I want to apologize, but not really, for posting this Sophia image again, "Entangled". Of all the Sophias, this one is the most emotional for me because it captures the messy struggle I'm presently engaged in.
I was recalling the Jacob story when he was wrestling with the angel. All the ingredients are there in that story to metaphorically illustrate my journey.
- It is in the darkness. Things have been very, very dark, grim and even spooky. The light at times has been non-existent.
- I am alone. There is no one here to help me. I have a wonderful wife and a few good friends, but no one can really comprehend the depths of the journey we take sometimes. It is beyond them because it is beyond you.
- A wrestling match ensues.
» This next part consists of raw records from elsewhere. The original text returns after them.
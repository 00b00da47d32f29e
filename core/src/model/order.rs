// storekeep/src/model/order.rs

use chrono::{DateTime, Utc};
use serde::{Deserialize, Serialize};
use sqlx::{FromRow, Type as SqlxType};
use std::fmt;
use uuid::Uuid;

/// Identity of a buyer that has already been authenticated upstream.
///
/// The engine never re-derives identity; whoever constructs a `BuyerId` vouches for it.
#[derive(Debug, Clone, Copy, PartialEq, Eq, Hash, PartialOrd, Ord, Serialize, Deserialize, SqlxType)]
#[serde(transparent)]
#[sqlx(transparent)]
pub struct BuyerId(Uuid);

impl BuyerId {
  pub fn from_authenticated(id: Uuid) -> Self {
    BuyerId(id)
  }

  pub fn as_uuid(&self) -> Uuid {
    self.0
  }
}

impl fmt::Display for BuyerId {
  fn fmt(&self, f: &mut fmt::Formatter<'_>) -> fmt::Result {
    self.0.fmt(f)
  }
}

#[derive(Debug, Clone, Copy, PartialEq, Eq, Serialize, Deserialize, SqlxType)]
#[sqlx(type_name = "order_status_enum", rename_all = "lowercase")]
#[serde(rename_all = "lowercase")]
pub enum OrderStatus {
  Pending,
  Processing,
  Delivered,
  Cancelled,
}

impl OrderStatus {
  /// Forward transitions reachable through `advance_status`. Cancellation has its own path
  /// because it must also restore stock.
  pub fn can_advance_to(self, next: OrderStatus) -> bool {
    matches!(
      (self, next),
      (OrderStatus::Pending, OrderStatus::Processing) | (OrderStatus::Processing, OrderStatus::Delivered)
    )
  }

  pub fn is_cancellable(self) -> bool {
    matches!(self, OrderStatus::Pending | OrderStatus::Processing)
  }

  pub fn as_str(self) -> &'static str {
    match self {
      OrderStatus::Pending => "pending",
      OrderStatus::Processing => "processing",
      OrderStatus::Delivered => "delivered",
      OrderStatus::Cancelled => "cancelled",
    }
  }
}

impl fmt::Display for OrderStatus {
  fn fmt(&self, f: &mut fmt::Formatter<'_>) -> fmt::Result {
    f.write_str(self.as_str())
  }
}

#[derive(Debug, Clone, Copy, PartialEq, Eq, Serialize, Deserialize, SqlxType)]
#[sqlx(type_name = "payment_status_enum", rename_all = "lowercase")]
#[serde(rename_all = "lowercase")]
pub enum PaymentStatus {
  Pending,
  Paid,
  Failed,
  Refunded,
}

impl PaymentStatus {
  pub fn as_str(self) -> &'static str {
    match self {
      PaymentStatus::Pending => "pending",
      PaymentStatus::Paid => "paid",
      PaymentStatus::Failed => "failed",
      PaymentStatus::Refunded => "refunded",
    }
  }

  /// Payment state an order ends up in once cancelled.
  pub fn after_cancellation(self) -> PaymentStatus {
    match self {
      PaymentStatus::Paid => PaymentStatus::Refunded,
      other => other,
    }
  }
}

impl fmt::Display for PaymentStatus {
  fn fmt(&self, f: &mut fmt::Formatter<'_>) -> fmt::Result {
    f.write_str(self.as_str())
  }
}

#[derive(Debug, Clone, PartialEq, Eq, Serialize, FromRow)]
#[serde(rename_all = "camelCase")]
pub struct Order {
  pub id: Uuid,
  pub order_number: String,
  pub buyer_id: BuyerId,
  pub status: OrderStatus,
  pub payment_status: PaymentStatus,
  pub total_cents: i64,
  pub idempotency_key: Option<String>,
  pub created_at: DateTime<Utc>,
  pub updated_at: DateTime<Utc>,
}

impl Order {
  pub fn new_pending(buyer_id: BuyerId, total_cents: i64, idempotency_key: Option<String>) -> Self {
    let id = Uuid::new_v4();
    let now = Utc::now();
    Self {
      id,
      order_number: order_number_for(id, now),
      buyer_id,
      status: OrderStatus::Pending,
      payment_status: PaymentStatus::Pending,
      total_cents,
      idempotency_key,
      created_at: now,
      updated_at: now,
    }
  }

  pub fn receipt(&self) -> OrderReceipt {
    OrderReceipt {
      order_id: self.id,
      order_number: self.order_number.clone(),
      total_cents: self.total_cents,
      status: self.status,
    }
  }
}

/// Human-shareable reference: `ORD-YYYYMMDD-XXXXXXXX`.
pub fn order_number_for(order_id: Uuid, placed_at: DateTime<Utc>) -> String {
  let simple = order_id.simple().to_string().to_uppercase();
  format!("ORD-{}-{}", placed_at.format("%Y%m%d"), &simple[..8])
}

/// One line of a committed order. Written once; the unit price is the price read under
/// lock at placement time and is never re-synchronised with the catalog.
#[derive(Debug, Clone, PartialEq, Eq, Serialize, FromRow)]
#[serde(rename_all = "camelCase")]
pub struct OrderItem {
  pub id: Uuid,
  pub order_id: Uuid,
  pub product_id: Uuid,
  pub seller_id: Uuid,
  pub quantity: i32,
  pub unit_price_cents: i64,
}

impl OrderItem {
  pub fn line_total_cents(&self) -> i64 {
    self.unit_price_cents * i64::from(self.quantity)
  }
}

#[derive(Debug, Clone, PartialEq, Eq, Serialize)]
#[serde(rename_all = "camelCase")]
pub struct OrderWithItems {
  pub order: Order,
  pub items: Vec<OrderItem>,
}

impl OrderWithItems {
  pub fn items_total_cents(&self) -> i64 {
    self.items.iter().map(OrderItem::line_total_cents).sum()
  }
}

/// What the API layer returns on a successful placement.
#[derive(Debug, Clone, PartialEq, Eq, Serialize)]
#[serde(rename_all = "camelCase")]
pub struct OrderReceipt {
  pub order_id: Uuid,
  pub order_number: String,
  pub total_cents: i64,
  pub status: OrderStatus,
}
The past few years has been some of the worst warfare I've ever experienced. I've gone through some pretty nasty things like a devastating church split, being fired from an international and very public ministry, personal bankruptcy but nothing compares to the severe battle I have been waging. And I can't tell if it is evil or good. but it is certainly angelic in scale.
- I want a blessing. I don't want all this to just be a waste. I don't want to simply survive this ordeal. I will not let this go until I receive a blessing from it. I want to emerge from this conflict a better man, good and wise.
Whether they are my inner demons or angels, or whether they have been sent, I cannot tell. All I know is that I will prevail!